*** Records for processing ***

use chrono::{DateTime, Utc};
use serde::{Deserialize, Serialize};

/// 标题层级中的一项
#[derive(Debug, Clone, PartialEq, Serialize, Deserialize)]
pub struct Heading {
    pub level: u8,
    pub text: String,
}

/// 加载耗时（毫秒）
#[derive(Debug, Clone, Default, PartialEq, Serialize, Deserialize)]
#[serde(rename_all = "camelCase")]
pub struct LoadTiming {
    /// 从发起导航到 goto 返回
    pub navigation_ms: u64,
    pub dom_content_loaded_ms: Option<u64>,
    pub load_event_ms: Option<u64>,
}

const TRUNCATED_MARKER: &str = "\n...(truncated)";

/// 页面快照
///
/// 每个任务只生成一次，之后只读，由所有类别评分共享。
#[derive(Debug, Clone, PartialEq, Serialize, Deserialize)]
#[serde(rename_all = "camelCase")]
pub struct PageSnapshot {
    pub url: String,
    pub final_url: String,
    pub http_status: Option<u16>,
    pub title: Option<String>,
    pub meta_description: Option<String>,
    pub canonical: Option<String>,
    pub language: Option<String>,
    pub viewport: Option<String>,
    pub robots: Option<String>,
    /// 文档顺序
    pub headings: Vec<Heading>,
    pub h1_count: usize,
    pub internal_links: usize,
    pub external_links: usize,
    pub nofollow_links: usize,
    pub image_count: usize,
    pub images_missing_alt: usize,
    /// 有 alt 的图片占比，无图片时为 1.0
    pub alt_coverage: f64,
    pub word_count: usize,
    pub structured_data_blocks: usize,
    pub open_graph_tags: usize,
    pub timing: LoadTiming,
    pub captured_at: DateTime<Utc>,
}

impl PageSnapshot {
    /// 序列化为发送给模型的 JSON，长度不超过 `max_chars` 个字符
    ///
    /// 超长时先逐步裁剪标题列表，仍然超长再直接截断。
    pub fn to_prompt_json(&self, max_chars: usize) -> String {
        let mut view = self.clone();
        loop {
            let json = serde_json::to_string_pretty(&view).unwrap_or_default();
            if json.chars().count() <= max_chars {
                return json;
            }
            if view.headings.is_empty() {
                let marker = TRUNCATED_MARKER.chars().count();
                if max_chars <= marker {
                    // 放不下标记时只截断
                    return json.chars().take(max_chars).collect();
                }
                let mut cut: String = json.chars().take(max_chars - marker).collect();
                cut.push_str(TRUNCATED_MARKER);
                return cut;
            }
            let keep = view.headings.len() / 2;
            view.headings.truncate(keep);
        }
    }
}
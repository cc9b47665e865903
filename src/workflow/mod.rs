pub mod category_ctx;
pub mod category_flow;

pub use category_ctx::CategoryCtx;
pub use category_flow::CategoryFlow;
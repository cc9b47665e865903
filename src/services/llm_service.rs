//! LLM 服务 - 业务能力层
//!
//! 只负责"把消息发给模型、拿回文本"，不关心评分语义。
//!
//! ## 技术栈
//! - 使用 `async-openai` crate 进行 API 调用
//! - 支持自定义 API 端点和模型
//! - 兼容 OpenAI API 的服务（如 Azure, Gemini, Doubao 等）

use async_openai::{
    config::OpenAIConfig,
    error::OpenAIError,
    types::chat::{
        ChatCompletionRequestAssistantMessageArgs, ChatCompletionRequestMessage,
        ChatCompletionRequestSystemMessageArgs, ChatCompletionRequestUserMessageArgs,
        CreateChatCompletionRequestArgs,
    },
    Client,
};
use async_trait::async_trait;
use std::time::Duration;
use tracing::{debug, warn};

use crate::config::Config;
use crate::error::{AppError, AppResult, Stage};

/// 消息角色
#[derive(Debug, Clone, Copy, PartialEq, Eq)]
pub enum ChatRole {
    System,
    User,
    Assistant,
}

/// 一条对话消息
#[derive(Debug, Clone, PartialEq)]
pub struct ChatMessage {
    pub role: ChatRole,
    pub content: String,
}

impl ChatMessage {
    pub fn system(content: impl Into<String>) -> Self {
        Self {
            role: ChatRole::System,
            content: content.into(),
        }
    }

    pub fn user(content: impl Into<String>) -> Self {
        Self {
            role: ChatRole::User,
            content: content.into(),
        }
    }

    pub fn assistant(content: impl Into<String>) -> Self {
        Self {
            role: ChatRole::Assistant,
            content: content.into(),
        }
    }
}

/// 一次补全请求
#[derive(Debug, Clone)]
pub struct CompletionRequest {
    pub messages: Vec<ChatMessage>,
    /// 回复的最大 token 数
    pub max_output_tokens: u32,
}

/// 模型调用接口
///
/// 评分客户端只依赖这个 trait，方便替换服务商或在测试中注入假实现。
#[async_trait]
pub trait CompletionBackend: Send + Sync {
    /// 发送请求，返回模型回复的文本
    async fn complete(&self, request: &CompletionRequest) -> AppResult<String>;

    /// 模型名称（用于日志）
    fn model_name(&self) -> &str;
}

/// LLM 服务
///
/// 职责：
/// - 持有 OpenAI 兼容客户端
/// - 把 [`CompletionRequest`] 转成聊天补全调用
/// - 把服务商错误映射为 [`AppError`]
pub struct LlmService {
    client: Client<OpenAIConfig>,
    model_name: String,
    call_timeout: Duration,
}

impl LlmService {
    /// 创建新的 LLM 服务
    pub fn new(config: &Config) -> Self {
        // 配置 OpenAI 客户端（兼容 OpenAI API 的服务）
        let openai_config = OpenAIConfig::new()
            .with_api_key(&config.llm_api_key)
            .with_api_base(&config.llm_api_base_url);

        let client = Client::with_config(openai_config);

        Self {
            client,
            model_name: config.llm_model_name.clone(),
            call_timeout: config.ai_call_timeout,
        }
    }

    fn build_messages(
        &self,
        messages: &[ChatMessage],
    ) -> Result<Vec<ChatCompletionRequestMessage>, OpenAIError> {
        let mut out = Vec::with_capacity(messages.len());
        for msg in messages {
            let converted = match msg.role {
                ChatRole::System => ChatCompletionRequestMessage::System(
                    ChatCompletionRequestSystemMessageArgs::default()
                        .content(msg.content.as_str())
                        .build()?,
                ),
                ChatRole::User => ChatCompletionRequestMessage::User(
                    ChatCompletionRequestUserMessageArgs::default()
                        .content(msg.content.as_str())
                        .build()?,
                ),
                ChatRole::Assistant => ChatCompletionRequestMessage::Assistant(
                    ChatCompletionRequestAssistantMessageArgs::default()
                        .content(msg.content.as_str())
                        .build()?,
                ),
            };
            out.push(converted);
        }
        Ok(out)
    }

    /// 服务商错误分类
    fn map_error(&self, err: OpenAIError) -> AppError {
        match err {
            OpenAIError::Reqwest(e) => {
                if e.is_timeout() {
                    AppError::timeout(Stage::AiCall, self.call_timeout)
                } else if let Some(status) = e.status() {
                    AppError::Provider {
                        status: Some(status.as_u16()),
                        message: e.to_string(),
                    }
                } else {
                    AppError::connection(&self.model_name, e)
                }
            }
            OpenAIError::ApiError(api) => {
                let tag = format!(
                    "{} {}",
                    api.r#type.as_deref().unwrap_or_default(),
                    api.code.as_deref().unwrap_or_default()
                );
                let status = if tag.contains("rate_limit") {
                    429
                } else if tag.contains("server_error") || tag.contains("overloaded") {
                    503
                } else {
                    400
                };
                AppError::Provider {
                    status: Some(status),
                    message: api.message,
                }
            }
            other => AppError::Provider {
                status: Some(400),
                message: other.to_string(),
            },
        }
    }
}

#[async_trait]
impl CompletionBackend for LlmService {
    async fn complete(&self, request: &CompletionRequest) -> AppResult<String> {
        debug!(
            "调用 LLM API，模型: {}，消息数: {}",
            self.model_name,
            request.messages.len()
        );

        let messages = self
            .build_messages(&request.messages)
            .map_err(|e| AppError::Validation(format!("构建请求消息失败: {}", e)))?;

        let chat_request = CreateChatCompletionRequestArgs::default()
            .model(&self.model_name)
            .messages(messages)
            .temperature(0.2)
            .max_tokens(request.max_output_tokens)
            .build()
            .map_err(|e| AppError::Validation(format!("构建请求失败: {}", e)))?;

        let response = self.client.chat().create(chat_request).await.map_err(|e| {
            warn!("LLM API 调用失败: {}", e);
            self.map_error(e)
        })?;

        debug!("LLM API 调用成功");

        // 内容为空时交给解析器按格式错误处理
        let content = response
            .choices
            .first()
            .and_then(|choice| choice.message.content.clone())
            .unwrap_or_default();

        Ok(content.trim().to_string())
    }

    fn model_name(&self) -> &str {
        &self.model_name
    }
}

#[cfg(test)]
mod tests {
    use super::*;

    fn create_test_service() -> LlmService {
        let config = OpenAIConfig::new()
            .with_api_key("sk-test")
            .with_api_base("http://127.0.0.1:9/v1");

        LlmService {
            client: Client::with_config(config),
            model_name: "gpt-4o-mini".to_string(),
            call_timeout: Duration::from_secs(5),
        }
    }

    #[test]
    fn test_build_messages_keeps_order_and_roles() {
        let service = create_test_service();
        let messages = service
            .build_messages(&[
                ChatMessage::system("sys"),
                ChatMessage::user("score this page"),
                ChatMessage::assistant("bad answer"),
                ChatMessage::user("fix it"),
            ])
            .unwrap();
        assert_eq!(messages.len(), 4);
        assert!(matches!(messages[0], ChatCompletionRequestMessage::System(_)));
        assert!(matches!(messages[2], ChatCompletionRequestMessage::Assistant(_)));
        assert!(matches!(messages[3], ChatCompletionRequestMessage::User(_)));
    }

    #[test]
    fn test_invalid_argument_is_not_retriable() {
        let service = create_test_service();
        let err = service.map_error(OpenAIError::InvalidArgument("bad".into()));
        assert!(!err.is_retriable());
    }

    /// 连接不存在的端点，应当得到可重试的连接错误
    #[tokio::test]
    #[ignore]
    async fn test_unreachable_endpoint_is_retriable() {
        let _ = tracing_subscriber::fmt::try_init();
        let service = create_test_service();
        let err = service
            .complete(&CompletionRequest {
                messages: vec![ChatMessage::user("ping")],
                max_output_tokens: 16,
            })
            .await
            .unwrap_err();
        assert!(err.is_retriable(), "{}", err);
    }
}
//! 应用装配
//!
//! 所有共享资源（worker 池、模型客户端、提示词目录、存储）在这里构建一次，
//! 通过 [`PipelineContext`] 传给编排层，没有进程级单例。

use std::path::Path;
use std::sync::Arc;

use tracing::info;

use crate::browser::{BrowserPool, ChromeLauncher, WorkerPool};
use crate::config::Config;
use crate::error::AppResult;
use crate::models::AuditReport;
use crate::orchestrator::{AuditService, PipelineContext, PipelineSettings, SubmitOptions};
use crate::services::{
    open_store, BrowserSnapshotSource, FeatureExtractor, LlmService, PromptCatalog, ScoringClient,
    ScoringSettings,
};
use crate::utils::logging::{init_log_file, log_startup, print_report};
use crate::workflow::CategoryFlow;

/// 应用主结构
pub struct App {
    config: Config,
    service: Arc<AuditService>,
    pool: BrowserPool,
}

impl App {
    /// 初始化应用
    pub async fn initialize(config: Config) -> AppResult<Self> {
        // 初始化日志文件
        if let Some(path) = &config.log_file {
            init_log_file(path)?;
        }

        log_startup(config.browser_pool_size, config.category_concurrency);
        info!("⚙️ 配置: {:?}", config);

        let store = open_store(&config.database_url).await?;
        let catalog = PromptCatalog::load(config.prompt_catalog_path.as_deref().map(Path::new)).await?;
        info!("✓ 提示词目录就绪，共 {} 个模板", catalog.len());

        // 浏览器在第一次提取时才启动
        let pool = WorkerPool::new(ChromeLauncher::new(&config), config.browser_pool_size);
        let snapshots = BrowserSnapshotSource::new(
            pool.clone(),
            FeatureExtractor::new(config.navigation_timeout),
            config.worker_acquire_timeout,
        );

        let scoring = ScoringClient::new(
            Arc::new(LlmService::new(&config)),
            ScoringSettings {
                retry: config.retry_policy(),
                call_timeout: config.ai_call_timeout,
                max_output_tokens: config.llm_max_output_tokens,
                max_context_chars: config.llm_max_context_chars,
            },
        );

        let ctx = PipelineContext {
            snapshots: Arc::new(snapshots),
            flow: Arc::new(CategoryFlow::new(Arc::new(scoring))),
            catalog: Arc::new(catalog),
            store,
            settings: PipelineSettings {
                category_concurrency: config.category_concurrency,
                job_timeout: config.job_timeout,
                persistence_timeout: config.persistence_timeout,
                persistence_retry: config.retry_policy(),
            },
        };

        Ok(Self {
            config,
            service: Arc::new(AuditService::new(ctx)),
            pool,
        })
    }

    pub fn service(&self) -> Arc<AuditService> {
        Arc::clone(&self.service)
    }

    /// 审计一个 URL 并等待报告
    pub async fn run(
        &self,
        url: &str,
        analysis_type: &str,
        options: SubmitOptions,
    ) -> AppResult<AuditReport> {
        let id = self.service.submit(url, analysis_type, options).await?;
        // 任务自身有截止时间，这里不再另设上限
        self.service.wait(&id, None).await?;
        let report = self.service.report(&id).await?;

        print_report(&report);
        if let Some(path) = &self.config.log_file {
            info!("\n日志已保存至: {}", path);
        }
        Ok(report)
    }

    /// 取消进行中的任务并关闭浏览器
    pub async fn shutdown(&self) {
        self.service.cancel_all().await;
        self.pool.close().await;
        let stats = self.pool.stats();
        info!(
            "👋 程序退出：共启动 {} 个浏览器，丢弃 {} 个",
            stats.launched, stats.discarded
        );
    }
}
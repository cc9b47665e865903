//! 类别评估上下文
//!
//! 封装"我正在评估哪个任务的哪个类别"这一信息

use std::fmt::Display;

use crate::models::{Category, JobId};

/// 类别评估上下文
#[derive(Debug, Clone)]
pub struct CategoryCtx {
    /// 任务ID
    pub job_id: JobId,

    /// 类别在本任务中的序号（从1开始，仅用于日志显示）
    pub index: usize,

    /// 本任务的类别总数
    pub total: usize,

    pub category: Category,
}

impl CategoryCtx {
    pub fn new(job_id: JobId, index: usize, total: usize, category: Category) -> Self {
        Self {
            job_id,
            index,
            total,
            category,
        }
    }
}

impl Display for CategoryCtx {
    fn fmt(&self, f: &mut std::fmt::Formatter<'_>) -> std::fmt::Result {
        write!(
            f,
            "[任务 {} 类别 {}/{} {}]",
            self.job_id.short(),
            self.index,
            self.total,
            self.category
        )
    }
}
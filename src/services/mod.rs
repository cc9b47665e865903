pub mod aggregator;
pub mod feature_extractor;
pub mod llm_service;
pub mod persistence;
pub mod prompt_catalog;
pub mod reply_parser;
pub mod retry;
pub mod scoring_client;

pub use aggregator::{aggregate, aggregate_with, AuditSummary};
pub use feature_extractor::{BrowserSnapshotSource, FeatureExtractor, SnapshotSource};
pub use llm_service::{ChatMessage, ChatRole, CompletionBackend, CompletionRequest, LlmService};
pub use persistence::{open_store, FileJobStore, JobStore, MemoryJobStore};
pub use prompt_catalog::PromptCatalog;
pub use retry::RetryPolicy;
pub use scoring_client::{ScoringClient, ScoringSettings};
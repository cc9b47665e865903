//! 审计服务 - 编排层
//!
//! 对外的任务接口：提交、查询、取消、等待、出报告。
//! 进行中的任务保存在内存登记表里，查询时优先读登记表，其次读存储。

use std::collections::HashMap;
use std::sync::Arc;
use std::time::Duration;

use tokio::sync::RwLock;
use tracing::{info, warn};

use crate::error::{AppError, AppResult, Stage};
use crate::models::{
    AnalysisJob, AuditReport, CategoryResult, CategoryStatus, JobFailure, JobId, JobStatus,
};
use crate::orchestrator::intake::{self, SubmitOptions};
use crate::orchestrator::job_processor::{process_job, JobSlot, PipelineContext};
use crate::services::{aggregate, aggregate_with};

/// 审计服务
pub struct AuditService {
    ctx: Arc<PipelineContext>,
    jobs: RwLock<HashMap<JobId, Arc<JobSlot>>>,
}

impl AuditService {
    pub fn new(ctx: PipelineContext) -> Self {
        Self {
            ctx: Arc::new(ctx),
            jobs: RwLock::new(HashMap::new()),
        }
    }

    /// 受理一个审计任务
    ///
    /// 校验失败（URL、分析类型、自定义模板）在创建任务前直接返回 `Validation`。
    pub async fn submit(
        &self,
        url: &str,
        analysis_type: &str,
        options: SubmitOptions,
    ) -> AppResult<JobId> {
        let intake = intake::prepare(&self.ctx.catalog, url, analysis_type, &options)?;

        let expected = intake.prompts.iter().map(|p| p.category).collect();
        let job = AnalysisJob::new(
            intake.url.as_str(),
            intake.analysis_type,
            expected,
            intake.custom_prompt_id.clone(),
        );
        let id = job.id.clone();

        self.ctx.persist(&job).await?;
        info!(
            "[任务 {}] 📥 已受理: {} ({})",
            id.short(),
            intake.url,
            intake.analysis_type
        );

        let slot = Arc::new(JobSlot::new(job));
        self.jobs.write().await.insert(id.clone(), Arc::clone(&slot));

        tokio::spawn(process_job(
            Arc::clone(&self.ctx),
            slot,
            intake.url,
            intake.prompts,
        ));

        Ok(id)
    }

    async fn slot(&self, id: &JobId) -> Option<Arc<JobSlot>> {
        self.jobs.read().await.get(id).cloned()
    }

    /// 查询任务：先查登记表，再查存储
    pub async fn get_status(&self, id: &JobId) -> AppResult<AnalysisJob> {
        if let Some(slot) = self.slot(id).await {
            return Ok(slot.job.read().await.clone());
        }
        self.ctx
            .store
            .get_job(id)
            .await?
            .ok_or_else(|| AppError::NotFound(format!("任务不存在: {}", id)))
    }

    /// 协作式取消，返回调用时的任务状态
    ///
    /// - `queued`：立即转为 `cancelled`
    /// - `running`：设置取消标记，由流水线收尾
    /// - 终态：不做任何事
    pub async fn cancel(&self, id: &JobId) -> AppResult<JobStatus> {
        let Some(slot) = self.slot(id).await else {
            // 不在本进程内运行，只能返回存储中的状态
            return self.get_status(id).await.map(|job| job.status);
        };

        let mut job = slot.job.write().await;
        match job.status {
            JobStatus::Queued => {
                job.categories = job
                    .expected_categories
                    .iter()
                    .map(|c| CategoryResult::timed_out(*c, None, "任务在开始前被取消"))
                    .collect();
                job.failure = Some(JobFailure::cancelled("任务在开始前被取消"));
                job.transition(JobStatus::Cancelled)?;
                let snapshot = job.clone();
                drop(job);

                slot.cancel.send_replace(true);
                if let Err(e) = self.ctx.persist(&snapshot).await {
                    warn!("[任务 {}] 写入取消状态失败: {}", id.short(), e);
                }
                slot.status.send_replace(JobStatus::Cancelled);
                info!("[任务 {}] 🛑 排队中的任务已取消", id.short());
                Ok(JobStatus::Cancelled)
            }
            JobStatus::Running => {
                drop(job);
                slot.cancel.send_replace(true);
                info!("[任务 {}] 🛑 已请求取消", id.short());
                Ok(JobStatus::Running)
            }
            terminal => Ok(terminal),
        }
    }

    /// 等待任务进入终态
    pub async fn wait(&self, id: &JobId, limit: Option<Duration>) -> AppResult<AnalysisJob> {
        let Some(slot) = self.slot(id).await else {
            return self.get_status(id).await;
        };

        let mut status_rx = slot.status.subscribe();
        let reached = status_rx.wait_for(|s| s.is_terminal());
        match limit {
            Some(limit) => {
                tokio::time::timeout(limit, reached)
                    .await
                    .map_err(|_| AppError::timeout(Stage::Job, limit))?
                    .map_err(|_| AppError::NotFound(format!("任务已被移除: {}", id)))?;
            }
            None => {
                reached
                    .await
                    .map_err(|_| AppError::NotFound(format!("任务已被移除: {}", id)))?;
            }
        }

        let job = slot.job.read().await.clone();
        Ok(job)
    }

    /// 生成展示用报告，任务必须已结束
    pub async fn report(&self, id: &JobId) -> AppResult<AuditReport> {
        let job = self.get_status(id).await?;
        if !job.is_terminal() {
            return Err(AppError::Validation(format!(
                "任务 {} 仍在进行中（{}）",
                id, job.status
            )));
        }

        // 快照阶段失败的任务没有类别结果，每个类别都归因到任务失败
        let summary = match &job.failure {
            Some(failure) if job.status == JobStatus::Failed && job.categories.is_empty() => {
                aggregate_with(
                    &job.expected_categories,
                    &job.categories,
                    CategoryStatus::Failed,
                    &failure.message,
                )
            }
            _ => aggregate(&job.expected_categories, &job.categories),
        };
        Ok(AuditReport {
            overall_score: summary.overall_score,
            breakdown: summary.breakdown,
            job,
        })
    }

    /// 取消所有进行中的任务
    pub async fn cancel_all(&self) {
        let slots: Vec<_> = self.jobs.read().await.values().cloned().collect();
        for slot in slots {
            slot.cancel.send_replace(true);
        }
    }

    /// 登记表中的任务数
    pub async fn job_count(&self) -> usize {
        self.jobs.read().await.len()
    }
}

*** End of Records for processing ***

§ **Work to be completed**
Whenever the word "OpenAIError" shows up in a line of the entries above, copy that line.

§ **Task solution**
    error::OpenAIError,
    ) -> Result<Vec<ChatCompletionRequestMessage>, OpenAIError> {
    fn map_error(&self, err: OpenAIError) -> AppError {
            OpenAIError::Reqwest(e) => {
            OpenAIError::ApiError(api) => {
        let err = service.map_error(OpenAIError::InvalidArgument("bad".into()));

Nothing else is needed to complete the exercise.